Stored items:
BEGIN

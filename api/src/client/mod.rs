//! Headless model of the browser client.
//!
//! Everything the page keeps between clicks lives in a [`Session`]: the PIN
//! gate, the composer, the rendered feed and the modals. Nothing here touches
//! a DOM; a UI layer reads this state and feeds user input back in.

pub mod api;
pub mod compose;
pub mod pin;
pub mod render;
pub mod session;
pub mod time;

use thiserror::Error;

pub use api::{ClientError, PostsClient};
pub use compose::{Composer, Draft, PendingImage};
pub use pin::{Decision, GuardedAction, PinGate, PinInput};
pub use render::{CardMode, DeleteDialog, Feed, ImageViewer, PostCard};
pub use session::Session;

/// Blocking message shown to the user. Failed requests keep whatever the
/// user typed or picked so they can try again.
#[derive(Debug, Clone, Copy, PartialEq, Eq, Error)]
pub enum Notice {
    #[error("Couldn't load the posts, try again later")]
    LoadFailed,
    #[error("Publishing failed, your text is still in the editor")]
    PublishFailed,
    #[error("Saving failed, your changes are still in the editor")]
    SaveFailed,
    #[error("Deleting failed, try again later")]
    DeleteFailed,
    #[error("Content can't be empty")]
    EmptyEdit,
    #[error("That's over 2000 characters, try splitting it into two posts")]
    TooLong,
    #[error("At most 9 images per post")]
    TooManyImages,
    #[error("This post isn't being edited")]
    NotEditing,
    #[error("That post is no longer on the page")]
    UnknownPost,
}
mod health;
mod post;

pub use health::health_check;
pub use post::{create_post, delete_post, list_posts, update_post};
//! Post persistence.
//!
//! Every backend implements [`PostStore`]; handlers only ever see an
//! `Arc<dyn PostStore>`, so swapping memory, snapshot file and SQLite storage
//! is a configuration change.
//!
//! Writers are not coordinated: two edits racing on the same id end up
//! last-write-wins.

#[cfg(test)]
mod contract;
mod file;
mod memory;
mod sqlite;

use std::cmp::Ordering;

use async_trait::async_trait;
use chrono::{DateTime, Duration, Utc};
use thiserror::Error;

use crate::models::{MAX_CONTENT_CHARS, MAX_IMAGES, NewPost, Post, PostId};

pub use file::FileStore;
pub use memory::MemoryStore;
pub use sqlite::SqliteStore;

#[derive(Debug, Error)]
pub enum StoreError {
    #[error("{0}")]
    Validation(String),
    #[error("post {0} not found")]
    NotFound(PostId),
    #[error("storage failure: {0}")]
    Storage(String),
}

impl From<std::io::Error> for StoreError {
    fn from(err: std::io::Error) -> Self {
        StoreError::Storage(err.to_string())
    }
}

impl From<serde_json::Error> for StoreError {
    fn from(err: serde_json::Error) -> Self {
        StoreError::Storage(err.to_string())
    }
}

impl From<sqlx::Error> for StoreError {
    fn from(err: sqlx::Error) -> Self {
        StoreError::Storage(err.to_string())
    }
}

#[async_trait]
pub trait PostStore: Send + Sync {
    /// All posts, newest first.
    async fn list(&self) -> Result<Vec<Post>, StoreError>;

    async fn create(&self, post: NewPost) -> Result<Post, StoreError>;

    /// Replaces the content and refreshes the timestamp. Images are untouched.
    async fn update(&self, id: PostId, content: &str) -> Result<Post, StoreError>;

    /// Removes the post and hands back the removed record so its files can
    /// be reclaimed.
    async fn delete(&self, id: PostId) -> Result<Post, StoreError>;
}

/// Trims and checks a new post. Empty text is fine as long as an image is attached.
pub(crate) fn validate_new(post: NewPost) -> Result<NewPost, StoreError> {
    let content = post.content.trim().to_string();
    if content.is_empty() && post.images.is_empty() {
        return Err(StoreError::Validation("Content is required".into()));
    }
    check_length(&content)?;
    if post.images.len() > MAX_IMAGES {
        return Err(StoreError::Validation(format!(
            "At most {MAX_IMAGES} images per post"
        )));
    }
    Ok(NewPost {
        content,
        images: post.images,
    })
}

/// Trims edited text. Edits can never empty a post.
pub(crate) fn validate_edit(content: &str) -> Result<String, StoreError> {
    let content = content.trim();
    if content.is_empty() {
        return Err(StoreError::Validation("Content is required".into()));
    }
    check_length(content)?;
    Ok(content.to_string())
}

fn check_length(content: &str) -> Result<(), StoreError> {
    if content.chars().count() > MAX_CONTENT_CHARS {
        return Err(StoreError::Validation(format!(
            "Content must be at most {MAX_CONTENT_CHARS} characters"
        )));
    }
    Ok(())
}

/// "Now" for an edit, nudged past the previous stamp so an edit always sorts
/// as newer than what it replaced.
pub(crate) fn edited_at(previous: DateTime<Utc>) -> DateTime<Utc> {
    Utc::now().max(previous + Duration::microseconds(1))
}

/// Newest first; equal timestamps fall back to the later insertion.
pub(crate) fn newest_first(a: &Post, b: &Post) -> Ordering {
    b.created_at
        .cmp(&a.created_at)
        .then_with(|| b.id.cmp(&a.id))
}
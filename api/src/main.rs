// ============================================================================
// NOTES SERVICE
// ============================================================================

// - Post CRUD over JSON and multipart
// - Image uploads with orphan cleanup on delete
// - Memory, JSON snapshot or SQLite persistence
// - Static serving of uploads and client assets
// - Structured logging

use notes_api::{app, build_state, config::Config};
use tracing::{error, info};
use tracing_subscriber::EnvFilter;

#[tokio::main]
async fn main() {
    dotenvy::dotenv().ok();

    // Initialize logging
    tracing_subscriber::fmt()
        .with_env_filter(
            EnvFilter::try_from_default_env().unwrap_or_else(|_| EnvFilter::new("info")),
        )
        .with_target(false)
        .compact()
        .init();

    if let Err(err) = run().await {
        error!("Fatal: {}", err);
        std::process::exit(1);
    }
}

async fn run() -> Result<(), Box<dyn std::error::Error>> {
    let config = Config::from_env()?;
    let state = build_state(&config).await?;
    let app = app(state, &config.public_dir, config.max_upload_bytes);

    let listener = tokio::net::TcpListener::bind(config.addr).await?;

    info!("Server running on http://{}", config.addr);
    info!("Store backend: {:?}", config.backend);
    info!("API Endpoints:");
    info!("  GET    /health           - Health check");
    info!("  GET    /api/posts        - List posts (newest first)");
    info!("  POST   /api/posts        - Create post (JSON or multipart)");
    info!("  PUT    /api/posts/{{id}}   - Edit post content");
    info!("  DELETE /api/posts/{{id}}   - Delete post and its images");

    axum::serve(listener, app).await?;
    Ok(())
}
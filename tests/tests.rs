use predicates::prelude::*;

#[test]
fn check_csync_help() {
    let mut cmd = assert_cmd::Command::cargo_bin("csync").unwrap();
    cmd.arg("--help")
        .assert()
        .success()
        .stdout(predicate::str::contains("--sync"));
}

#[test]
fn check_csync_version() {
    let mut cmd = assert_cmd::Command::cargo_bin("csync").unwrap();
    cmd.arg("--version").assert().success();
}

#[test]
fn missing_config_is_an_error() {
    let mut cmd = assert_cmd::Command::cargo_bin("csync").unwrap();
    cmd.args(["--config", "/definitely/not/here.conf"])
        .assert()
        .failure()
        .stderr(predicate::str::contains("failed to read"));
}
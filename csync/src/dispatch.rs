//! Bounded parallel fan-out of per-node jobs.
//!
//! One job per resolved target, at most `max_parallel` in flight. Jobs for
//! distinct nodes are independent: a failing node is recorded and never
//! cancels or blocks the others. Reports come back in target order, so
//! repeated runs display identically regardless of completion order.

use anyhow::Result;

use topology::ResolvedTarget;

/// Outcome of one per-node job.
#[derive(Debug, Clone)]
pub struct JobReport {
    pub node: String,
    /// Captured stdout then stderr, each line prefixed `node: `.
    pub lines: Vec<String>,
    pub success: bool,
}

/// Run `command` on every target through the configured ssh command.
///
/// The argv is the whitespace-split `ssh_cmd` followed by the target
/// hostname and the command string, so tests can substitute `echo`.
pub async fn run_command(
    targets: &[ResolvedTarget],
    ssh_cmd: &str,
    command: &str,
    max_parallel: usize,
) -> Result<Vec<JobReport>> {
    let base = split_cmd(ssh_cmd)?;
    let jobs = targets
        .iter()
        .map(|target| {
            let mut argv = base.clone();
            if let Some(host_id) = &target.host_id {
                argv.push("-i".to_string());
                argv.push(host_id.display().to_string());
            }
            argv.push(target.hostname.clone());
            argv.push(command.to_string());
            (target.name.clone(), argv)
        })
        .collect();
    fan_out(jobs, max_parallel).await
}

/// Push `path` to the same path on every rsync-eligible target.
///
/// Targets declared `rsync:no` are skipped entirely; ignore path patterns
/// are forwarded as `--exclude` arguments.
pub async fn sync_files(
    targets: &[ResolvedTarget],
    rsync_cmd: &str,
    path: &std::path::Path,
    excludes: &[String],
    max_parallel: usize,
) -> Result<Vec<JobReport>> {
    let base = split_cmd(rsync_cmd)?;
    let jobs = targets
        .iter()
        .filter(|target| target.rsync)
        .map(|target| {
            let mut argv = base.clone();
            for pattern in excludes {
                argv.push(format!("--exclude={pattern}"));
            }
            argv.push(path.display().to_string());
            argv.push(format!("{}:{}", target.address, path.display()));
            (target.name.clone(), argv)
        })
        .collect();
    fan_out(jobs, max_parallel).await
}

fn split_cmd(cmd: &str) -> Result<Vec<String>> {
    let argv: Vec<String> = cmd.split_whitespace().map(str::to_string).collect();
    if argv.is_empty() {
        return Err(anyhow::anyhow!("configured command is empty"));
    }
    Ok(argv)
}

async fn fan_out(jobs: Vec<(String, Vec<String>)>, max_parallel: usize) -> Result<Vec<JobReport>> {
    assert!(max_parallel > 0);
    let mut join_set = tokio::task::JoinSet::new();
    let mut reports: Vec<(usize, JobReport)> = Vec::with_capacity(jobs.len());
    for (idx, (node, argv)) in jobs.into_iter().enumerate() {
        if join_set.len() >= max_parallel {
            let done = join_set
                .join_next()
                .await
                .expect("JoinSet must not be empty here!")?;
            reports.push(done);
        }
        join_set.spawn(async move { (idx, run_job(node, argv).await) });
    }
    while let Some(done) = join_set.join_next().await {
        reports.push(done?);
    }
    // back to target order for stable display
    reports.sort_by_key(|(idx, _)| *idx);
    Ok(reports.into_iter().map(|(_, report)| report).collect())
}

async fn run_job(node: String, argv: Vec<String>) -> JobReport {
    tracing::info!(node = %node, argv = ?argv, "dispatching job");
    let output = tokio::process::Command::new(&argv[0])
        .args(&argv[1..])
        .output()
        .await;
    match output {
        Ok(output) => {
            let mut lines = Vec::new();
            for chunk in [&output.stdout, &output.stderr] {
                for line in String::from_utf8_lossy(chunk).lines() {
                    lines.push(format!("{node}: {line}"));
                }
            }
            if !output.status.success() {
                tracing::error!(node = %node, status = ?output.status, "job failed");
            }
            JobReport {
                node,
                lines,
                success: output.status.success(),
            }
        }
        Err(error) => {
            tracing::error!(node = %node, "failed to spawn job: {:#}", error);
            JobReport {
                lines: vec![format!("{node}: {error}")],
                node,
                success: false,
            }
        }
    }
}

#[cfg(test)]
mod tests {
    use super::*;
    use topology::Role;

    fn target(name: &str, rsync: bool) -> ResolvedTarget {
        ResolvedTarget {
            name: name.to_string(),
            address: format!("{name}.addr"),
            hostname: format!("{name}.host"),
            host_id: None,
            rsync,
            role: Role::Normal,
            groups: vec!["wn".to_string()],
        }
    }

    #[tokio::test]
    async fn run_command_reaches_every_target_in_order() {
        let targets = vec![target("n1", true), target("n2", true), target("n3", true)];
        // `echo` stands in for ssh: it prints the hostname and the command
        let reports = run_command(&targets, "echo", "uptime", 2).await.unwrap();
        assert_eq!(reports.len(), 3);
        assert_eq!(reports[0].lines, vec!["n1: n1.host uptime"]);
        assert_eq!(reports[1].lines, vec!["n2: n2.host uptime"]);
        assert_eq!(reports[2].lines, vec!["n3: n3.host uptime"]);
        assert!(reports.iter().all(|r| r.success));
    }

    #[tokio::test]
    async fn bound_of_one_still_processes_all_targets() {
        let targets: Vec<_> = (0..5).map(|i| target(&format!("n{i}"), true)).collect();
        let reports = run_command(&targets, "echo", "true", 1).await.unwrap();
        assert_eq!(reports.len(), 5);
    }

    #[tokio::test]
    async fn failing_node_does_not_block_the_others() {
        let targets = vec![target("n1", true), target("n2", true)];
        let reports = run_command(&targets, "false", "ignored", 2).await.unwrap();
        assert_eq!(reports.len(), 2);
        assert!(reports.iter().all(|r| !r.success));
    }

    #[tokio::test]
    async fn unspawnable_command_is_a_per_node_failure() {
        let targets = vec![target("n1", true)];
        let reports = run_command(&targets, "/nonexistent/csync-test-bin", "x", 1)
            .await
            .unwrap();
        assert_eq!(reports.len(), 1);
        assert!(!reports[0].success);
        assert_eq!(reports[0].node, "n1");
    }

    #[tokio::test]
    async fn sync_skips_rsync_no_targets_and_passes_excludes() {
        let targets = vec![target("n1", true), target("n2", false)];
        let reports = sync_files(
            &targets,
            "echo",
            std::path::Path::new("/etc/motd"),
            &["*.swp".to_string()],
            4,
        )
        .await
        .unwrap();
        assert_eq!(reports.len(), 1);
        assert_eq!(reports[0].node, "n1");
        assert_eq!(
            reports[0].lines,
            vec!["n1: --exclude=*.swp /etc/motd n1.addr:/etc/motd"]
        );
    }

    #[test]
    fn empty_command_is_rejected() {
        assert!(split_cmd("   ").is_err());
    }
}
//! Cluster file distribution tool - `csync`.
//!
//! `csync` keeps a cluster of machines in sync from one master copy. A
//! declarative configuration describes the nodes, their group memberships
//! and their connection parameters; every operation resolves a selector
//! list (group names, node names or `all`) against that topology and runs
//! one job per resolved node:
//!
//! ```bash
//! # Which nodes does a selector resolve to?
//! csync --config cluster.conf wn login
//!
//! # Run a command everywhere (the master is excluded by default)
//! csync -c 'uptime' --aggregate
//!
//! # Push a path to the rsync-eligible nodes of one group
//! csync --sync /etc/ntp.conf wn
//! ```
//!
//! Topology parsing and resolution live in the `topology` crate; this crate
//! is the dispatch side: bounded parallel fan-out of ssh/rsync jobs with
//! per-node failure isolation, plus output aggregation.

pub mod aggregate;
pub mod dispatch;

use tracing_subscriber::EnvFilter;

/// Initialize logging for the tool.
///
/// `-v` count maps to a level: 0=ERROR, 1=INFO, 2=DEBUG, 3+=TRACE; quiet
/// turns logging off entirely. `RUST_LOG` wins when set. Logs go to stderr
/// so job output on stdout stays pipeable.
pub fn init_tracing(verbose: u8, quiet: bool) {
    let level = if quiet {
        "off"
    } else {
        match verbose {
            0 => "error",
            1 => "info",
            2 => "debug",
            _ => "trace",
        }
    };
    let filter = EnvFilter::try_from_default_env().unwrap_or_else(|_| EnvFilter::new(level));
    tracing_subscriber::fmt()
        .with_env_filter(filter)
        .with_writer(std::io::stderr)
        .init();
}
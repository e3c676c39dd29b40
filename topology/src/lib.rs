//! Cluster topology configuration for the csync tools.
//!
//! A configuration is a line-oriented text file declaring nodes, groups and
//! ignore rules. This crate parses it, validates the resulting membership
//! graph in one all-or-nothing step, and resolves selector lists (node names,
//! group names or `all`) into the ordered, deduplicated target set every
//! csync operation runs against.
//!
//! # Configuration format
//!
//! ```text
//! # comments run to end of line, blank lines are skipped
//! master node1.cluster.example
//! group batch wn io
//! node node1 login ipaddress:node1.cluster.example
//! node node[003-010] wn ipaddress:10.1.0.[13]
//! node node11 io rsync:no
//! ignore_node node9
//! ignore_group test
//! ignore *.swp
//! include local.conf
//! num_proc 8
//! ```
//!
//! # Example
//!
//! ```
//! use topology::{resolve, Loader, ResolveOptions};
//!
//! let mut loader = Loader::new();
//! loader
//!     .parse_str(
//!         "demo.conf",
//!         "node node1 login\n\
//!          node node2 wn\n\
//!          node node3 wn\n",
//!     )
//!     .unwrap();
//! let config = loader.finish().unwrap();
//! let targets = resolve(
//!     &config.topology,
//!     &config.ignores,
//!     &["wn".to_string()],
//!     ResolveOptions::default(),
//! )
//! .unwrap();
//! assert_eq!(targets.len(), 2);
//! assert_eq!(targets[0].name, "node2");
//! ```

pub mod error;
pub mod graph;
pub mod ignore;
pub mod options;
pub mod parse;
pub mod range;
pub mod resolve;

pub use error::{ConfigError, RangeError, ResolveError};
pub use graph::{Node, NodeAttrs, Origin, Role, Topology, TopologyBuilder};
pub use ignore::IgnoreSet;
pub use options::{Options, PackageManager};
pub use parse::{Config, Loader};
pub use resolve::{ALL, ResolveOptions, ResolvedTarget, resolve};
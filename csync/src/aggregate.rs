//! Condensing of identical per-node output.
//!
//! Dispatch output lines look like `node3: up 12 days`. On a healthy
//! cluster most nodes print exactly the same thing, and the one node that
//! differs drowns in the repetition. Aggregation groups nodes whose output
//! is byte-identical and emits the block once under a combined
//! `node1,node2:` header.

/// Aggregate `node: text` lines.
///
/// Lines without a `node:` prefix pass through first, in input order; then
/// one block per distinct output, nodes sorted by name within and across
/// blocks.
pub fn aggregate(lines: &[String]) -> Vec<String> {
    let mut per_node: std::collections::HashMap<String, Vec<String>> =
        std::collections::HashMap::new();
    let mut out = Vec::new();
    for line in lines {
        match line.split_once(": ") {
            Some((node, text)) if !node.is_empty() && !node.contains(char::is_whitespace) => {
                per_node
                    .entry(node.to_string())
                    .or_default()
                    .push(text.to_string());
            }
            _ => out.push(line.clone()),
        }
    }
    let mut nodes: Vec<String> = per_node.keys().cloned().collect();
    nodes.sort();
    while let Some(node) = nodes.first().cloned() {
        nodes.remove(0);
        let body = per_node[&node].clone();
        let mut alike = vec![node];
        nodes.retain(|other| {
            if per_node[other] == body {
                alike.push(other.clone());
                false
            } else {
                true
            }
        });
        out.push(format!("{}:", alike.join(",")));
        out.extend(body);
    }
    out
}
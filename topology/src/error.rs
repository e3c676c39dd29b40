use std::path::PathBuf;
use thiserror::Error;

/// Errors that abort a configuration load.
///
/// Topology construction is all-or-nothing: the first error wins and no
/// partially built topology is ever exposed to a resolver call. Every
/// variant tied to a directive carries the file and line it came from.
#[derive(Debug, Error)]
pub enum ConfigError {
    #[error("{}:{line}: unrecognized directive: {text}", path.display())]
    Syntax {
        path: PathBuf,
        line: usize,
        text: String,
    },

    #[error("{}:{line}: {source}", path.display())]
    Range {
        path: PathBuf,
        line: usize,
        #[source]
        source: RangeError,
    },

    #[error("{}:{line}: duplicate node '{name}'", path.display())]
    DuplicateNode {
        path: PathBuf,
        line: usize,
        name: String,
    },

    #[error("{}:{line}: '{name}' is already declared as a {existing}", path.display())]
    NameConflict {
        path: PathBuf,
        line: usize,
        name: String,
        existing: &'static str,
    },

    #[error("{}:{line}: node '{name}' must be in at least one group", path.display())]
    MissingGroup {
        path: PathBuf,
        line: usize,
        name: String,
    },

    #[error("cyclic group definition: {}", cycle.join(" -> "))]
    CyclicGroup { cycle: Vec<String> },

    #[error("group '{group}' references undefined member '{member}'")]
    UndefinedMember { group: String, member: String },

    #[error("{}:{line}: master already declared as '{existing}'", path.display())]
    DuplicateMaster {
        path: PathBuf,
        line: usize,
        existing: String,
    },

    #[error("master '{addr}' does not match any node")]
    UnknownMaster { addr: String },

    #[error("slave '{name}' is not a declared node")]
    UnknownSlave { name: String },

    #[error("node '{name}' cannot be both master and slave")]
    RoleConflict { name: String },

    #[error("{}:{line}: invalid value '{value}' for option '{name}': {reason}", path.display())]
    InvalidOption {
        path: PathBuf,
        line: usize,
        name: String,
        value: String,
        reason: String,
    },

    #[error("{}:{line}: bad ignore pattern '{pattern}': {reason}", path.display())]
    BadPattern {
        path: PathBuf,
        line: usize,
        pattern: String,
        reason: String,
    },

    #[error("{}:{line}: include depth limit exceeded", path.display())]
    IncludeDepth { path: PathBuf, line: usize },

    #[error("failed to read {}", path.display())]
    Io {
        path: PathBuf,
        #[source]
        source: std::io::Error,
    },
}

/// Errors in a bracketed numeric range token.
#[derive(Debug, Clone, Error, PartialEq, Eq)]
pub enum RangeError {
    #[error("malformed range expression in '{token}'")]
    Malformed { token: String },

    #[error("inverted range [{low}-{high}] in '{token}'")]
    Inverted { token: String, low: u64, high: u64 },

    #[error("ambiguous zero padding in '{token}'")]
    AmbiguousPadding { token: String },

    #[error("multiple range expressions in '{token}'")]
    MultipleRanges { token: String },
}

/// Per-request resolution errors.
///
/// These never invalidate the loaded topology; the caller may retry with a
/// corrected selector list.
#[derive(Debug, Clone, Error, PartialEq, Eq)]
pub enum ResolveError {
    #[error("unknown node or group '{selector}'")]
    UnknownSelector { selector: String },

    #[error("no target nodes selected")]
    EmptyResult,
}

END

| DIRECTIONS |
Transcribe only, please, the lines from the first line of the records through the line with "pub use sqlite::SqliteStore;". Both of those lines are included.

| TASK OUTPUT |
filename api/src/client/mod.rs
//! Headless model of the browser client.
//!
//! Everything the page keeps between clicks lives in a [`Session`]: the PIN
//! gate, the composer, the rendered feed and the modals. Nothing here touches
//! a DOM; a UI layer reads this state and feeds user input back in.

pub mod api;
pub mod compose;
pub mod pin;
pub mod render;
pub mod session;
pub mod time;

use thiserror::Error;

pub use api::{ClientError, PostsClient};
pub use compose::{Composer, Draft, PendingImage};
pub use pin::{Decision, GuardedAction, PinGate, PinInput};
pub use render::{CardMode, DeleteDialog, Feed, ImageViewer, PostCard};
pub use session::Session;

/// Blocking message shown to the user. Failed requests keep whatever the
/// user typed or picked so they can try again.
#[derive(Debug, Clone, Copy, PartialEq, Eq, Error)]
pub enum Notice {
    #[error("Couldn't load the posts, try again later")]
    LoadFailed,
    #[error("Publishing failed, your text is still in the editor")]
    PublishFailed,
    #[error("Saving failed, your changes are still in the editor")]
    SaveFailed,
    #[error("Deleting failed, try again later")]
    DeleteFailed,
    #[error("Content can't be empty")]
    EmptyEdit,
    #[error("That's over 2000 characters, try splitting it into two posts")]
    TooLong,
    #[error("At most 9 images per post")]
    TooManyImages,
    #[error("This post isn't being edited")]
    NotEditing,
    #[error("That post is no longer on the page")]
    UnknownPost,
}
mod health;
mod post;

pub use health::health_check;
pub use post::{create_post, delete_post, list_posts, update_post};
//! Post persistence.
//!
//! Every backend implements [`PostStore`]; handlers only ever see an
//! `Arc<dyn PostStore>`, so swapping memory, snapshot file and SQLite storage
//! is a configuration change.
//!
//! Writers are not coordinated: two edits racing on the same id end up
//! last-write-wins.

#[cfg(test)]
mod contract;
mod file;
mod memory;
mod sqlite;

use std::cmp::Ordering;

use async_trait::async_trait;
use chrono::{DateTime, Duration, Utc};
use thiserror::Error;

use crate::models::{MAX_CONTENT_CHARS, MAX_IMAGES, NewPost, Post, PostId};

pub use file::FileStore;
pub use memory::MemoryStore;
pub use sqlite::SqliteStore;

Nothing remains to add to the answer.